甲型JV・A社(スポンサー・出資60%)・B社(サブ・出資40%)の例で、代表的な仕訳を見ていきます。
① 出資金を拠出したとき
JVの運転資金として、A社・B社がそれぞれ現金を出資。A社が600万円、B社が400万円出したとします。
A社(スポンサー・自社分)
(借)未成工事支出金 6,000,000 /(貸)現金預金 6,000,000
B社(サブ・自社分)
(借)未成工事支出金 4,000,000 /(貸)現金預金 4,000,000
② JVで工事原価が発生したとき(材料費800万円)
スポンサーがJV名義口座から材料代800万円を支払った場合、各社は出資比率で自社分を取り込みます。
A社(60%=480万円)
(借)未成工事支出金 4,800,000 /(貸)現金預金(JV口座への拠出) 4,800,000
B社(40%=320万円)
(借)未成工事支出金 3,200,000 /(貸)現金預金 3,200,000
③ 工事が完成し、施主から10億円入金
スポンサーの窓口口座に入金され、各社に按分されます。
A社:完成工事高6億円/完成工事原価4.8億円を計上。
B社:完成工事高4億円/完成工事原価3.2億円を計上。
細かい借方・貸方は、原価配分と現預金の動きを分けて考えると整理しやすいです。
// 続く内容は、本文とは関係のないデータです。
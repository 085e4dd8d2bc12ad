//! Ranked keyword search over the Vidal and Meddispar index.
//!
//! Stateless: every call is one request with no memory of the previous ones.
//! Results keep the backend's relevance order.

use std::sync::Arc;

use crate::client::config::DEFAULT_SEARCH_LIMIT;
use crate::client::{
    ApiResult, PharmaApi, SearchParams, SearchResponse, SearchResult, SourceType, TransportError,
};

/// A search request as typed by the user.
#[derive(Clone, Debug, PartialEq, Eq)]
pub struct SearchQuery {
    /// The search text.
    pub text: String,
    /// Optional `source_type` filter.
    pub source_filter: Option<String>,
    /// Maximum number of results, `None` for the executor default.
    pub limit: Option<usize>,
}

impl SearchQuery {
    /// Create a new query over all sources.
    #[must_use]
    pub fn new(text: impl Into<String>) -> Self {
        Self {
            text: text.into(),
            source_filter: None,
            limit: None,
        }
    }

    /// Restrict results to one citable knowledge base.
    #[must_use]
    pub fn with_source_type(self, source_type: SourceType) -> Self {
        self.with_source_filter(source_type.as_str())
    }

    /// Restrict results to any index category.
    #[must_use]
    pub fn with_source_filter(mut self, source_type: impl Into<String>) -> Self {
        self.source_filter = Some(source_type.into());
        self
    }

    /// Set max results. Zero keeps the executor default.
    #[must_use]
    pub const fn with_limit(mut self, limit: usize) -> Self {
        self.limit = if limit == 0 { None } else { Some(limit) };
        self
    }
}

/// How a search outcome should be presented.
#[derive(Clone, Copy, Debug, Eq, PartialEq)]
pub enum SearchView {
    /// Nothing was searched (blank query).
    Idle,
    /// At least one hit.
    Results,
    /// The backend answered with no hit.
    NoResults,
    /// The backend could not be queried.
    Unavailable,
}

/// Result of one search call.
#[derive(Clone, Debug, Default, PartialEq)]
pub struct SearchOutcome {
    /// Query the outcome belongs to.
    pub query: String,
    /// Hits in backend order.
    pub results: Vec<SearchResult>,
    /// Hit count reported by the backend.
    pub total_results: usize,
    /// Failure description, when the backend could not be queried.
    pub error: Option<String>,
    searched: bool,
}

impl SearchOutcome {
    /// Outcome of a search the backend answered.
    #[must_use]
    pub fn from_response(query: &str, response: SearchResponse) -> Self {
        Self {
            query: query.to_string(),
            results: response.results,
            total_results: response.total_results,
            error: None,
            searched: true,
        }
    }

    /// Outcome of a search the backend could not answer.
    #[must_use]
    pub fn failed(query: &str, error: &TransportError) -> Self {
        Self {
            query: query.to_string(),
            error: Some(error.to_string()),
            searched: true,
            ..Self::default()
        }
    }

    /// Presentation state of this outcome.
    #[must_use]
    pub fn view(&self) -> SearchView {
        if !self.searched {
            SearchView::Idle
        } else if self.error.is_some() {
            SearchView::Unavailable
        } else if self.results.is_empty() {
            SearchView::NoResults
        } else {
            SearchView::Results
        }
    }
}

/// Runs searches against the backend.
#[derive(Clone)]
pub struct SearchExecutor {
    api: Arc<dyn PharmaApi>,
    default_limit: usize,
}

impl SearchExecutor {
    /// Executor falling back to a limit of 10.
    #[must_use]
    pub fn new(api: Arc<dyn PharmaApi>) -> Self {
        Self::with_default_limit(api, DEFAULT_SEARCH_LIMIT)
    }

    /// Executor with a custom fallback limit.
    #[must_use]
    pub fn with_default_limit(api: Arc<dyn PharmaApi>, default_limit: usize) -> Self {
        Self {
            api,
            default_limit: default_limit.max(1),
        }
    }

    /// Wire parameters for a query.
    #[must_use]
    pub fn params(&self, query: &SearchQuery) -> SearchParams {
        SearchParams {
            q: query.text.clone(),
            source_type: query.source_filter.clone(),
            limit: query.limit.unwrap_or(self.default_limit),
        }
    }

    /// Run a search, surfacing transport errors.
    ///
    /// Hits outside the requested `source_type` are dropped; when any are,
    /// `total_results` becomes the number of hits kept.
    ///
    /// # Errors
    /// Returns an error if the backend cannot be queried.
    pub async fn try_search(&self, query: &SearchQuery) -> ApiResult<SearchResponse> {
        let mut response = self.api.search(self.params(query)).await?;

        if let Some(filter) = &query.source_filter {
            let before = response.results.len();
            response.results.retain(|r| r.source_type == *filter);
            let dropped = before - response.results.len();
            if dropped > 0 {
                tracing::warn!("Backend returned {dropped} results outside source_type={filter}");
                response.total_results = response.results.len();
            }
        }

        Ok(response)
    }

    /// Run a search, absorbing failures into an empty outcome.
    ///
    /// A blank query is not sent and yields an idle outcome.
    pub async fn search(&self, query: &SearchQuery) -> SearchOutcome {
        if query.text.trim().is_empty() {
            return SearchOutcome::default();
        }

        match self.try_search(query).await {
            Ok(response) => SearchOutcome::from_response(&query.text, response),
            Err(e) => {
                tracing::warn!("Search failed for {:?}: {e}", query.text);
                SearchOutcome::failed(&query.text, &e)
            }
        }
    }
}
テキストの練習問題を最低3回は繰り返して手を動かすのが近道でした。
試験でよく問われるポイント3つ(まとめ)
ネットスクールのテキストと過去問を回した限り、JV論点で頻出なのはこの3つです。
- 甲型と乙型の区別:会計方式の違いを一言で説明できるようにする
- 出資比率での按分計算:売上・原価・仮払・仮受すべて同じ比率で割る
- スポンサー会社とサブ会社の仕訳の違い:JV口座を管理するのはスポンサーだけ
特に③は、記述問題で「スポンサー会社の立場から〜」と条件が付くケースがあるので、両方の立場の仕訳を必ずセットで練習しておくと安心です。